*Data shown*.
════════

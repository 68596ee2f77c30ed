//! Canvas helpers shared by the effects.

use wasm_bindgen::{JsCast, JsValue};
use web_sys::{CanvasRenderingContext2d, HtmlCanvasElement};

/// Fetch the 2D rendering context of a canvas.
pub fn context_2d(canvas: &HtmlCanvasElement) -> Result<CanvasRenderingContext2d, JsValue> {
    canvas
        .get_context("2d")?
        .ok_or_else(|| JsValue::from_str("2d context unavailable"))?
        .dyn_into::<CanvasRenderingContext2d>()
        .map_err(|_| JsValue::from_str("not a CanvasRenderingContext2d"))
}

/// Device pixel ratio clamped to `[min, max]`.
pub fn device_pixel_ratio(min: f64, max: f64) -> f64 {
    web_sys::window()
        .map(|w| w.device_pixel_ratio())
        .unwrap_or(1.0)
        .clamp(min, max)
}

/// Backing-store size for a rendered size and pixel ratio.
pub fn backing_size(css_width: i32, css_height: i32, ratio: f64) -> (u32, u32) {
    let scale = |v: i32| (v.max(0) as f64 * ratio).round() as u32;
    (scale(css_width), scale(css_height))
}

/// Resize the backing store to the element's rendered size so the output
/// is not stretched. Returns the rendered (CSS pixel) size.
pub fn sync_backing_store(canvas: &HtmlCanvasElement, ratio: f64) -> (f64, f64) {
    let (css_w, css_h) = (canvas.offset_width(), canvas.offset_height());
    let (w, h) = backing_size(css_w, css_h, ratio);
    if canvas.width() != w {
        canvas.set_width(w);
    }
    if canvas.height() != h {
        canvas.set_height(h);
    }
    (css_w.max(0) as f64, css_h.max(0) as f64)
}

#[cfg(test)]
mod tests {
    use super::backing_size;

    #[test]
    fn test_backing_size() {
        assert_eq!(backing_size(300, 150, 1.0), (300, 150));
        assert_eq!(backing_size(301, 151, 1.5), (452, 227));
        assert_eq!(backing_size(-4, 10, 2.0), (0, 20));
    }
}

════════

*Instructions for the task*.
Copy the entries word for word. Leave nothing out.

*Problem solution*.
repository 68596ee2f77c30ed
//! Canvas helpers shared by the effects.

use wasm_bindgen::{JsCast, JsValue};
use web_sys::{CanvasRenderingContext2d, HtmlCanvasElement};

/// Fetch the 2D rendering context of a canvas.
pub fn context_2d(canvas: &HtmlCanvasElement) -> Result<CanvasRenderingContext2d, JsValue> {
    canvas
        .get_context("2d")?
        .ok_or_else(|| JsValue::from_str("2d context unavailable"))?
        .dyn_into::<CanvasRenderingContext2d>()
        .map_err(|_| JsValue::from_str("not a CanvasRenderingContext2d"))
}

/// Device pixel ratio clamped to `[min, max]`.
pub fn device_pixel_ratio(min: f64, max: f64) -> f64 {
    web_sys::window()
        .map(|w| w.device_pixel_ratio())
        .unwrap_or(1.0)
        .clamp(min, max)
}

/// Backing-store size for a rendered size and pixel ratio.
pub fn backing_size(css_width: i32, css_height: i32, ratio: f64) -> (u32, u32) {
    let scale = |v: i32| (v.max(0) as f64 * ratio).round() as u32;
    (scale(css_width), scale(css_height))
}

/// Resize the backing store to the element's rendered size so the output
/// is not stretched. Returns the rendered (CSS pixel) size.
pub fn sync_backing_store(canvas: &HtmlCanvasElement, ratio: f64) -> (f64, f64) {
    let (css_w, css_h) = (canvas.offset_width(), canvas.offset_height());
    let (w, h) = backing_size(css_w, css_h, ratio);
    if canvas.width() != w {
        canvas.set_width(w);
    }
    if canvas.height() != h {
        canvas.set_height(h);
    }
    (css_w.max(0) as f64, css_h.max(0) as f64)
}

#[cfg(test)]
mod tests {
    use super::backing_size;

    #[test]
    fn test_backing_size() {
        assert_eq!(backing_size(300, 150, 1.0), (300, 150));
        assert_eq!(backing_size(301, 151, 1.5), (452, 227));
        assert_eq!(backing_size(-4, 10, 2.0), (0, 20));
    }
}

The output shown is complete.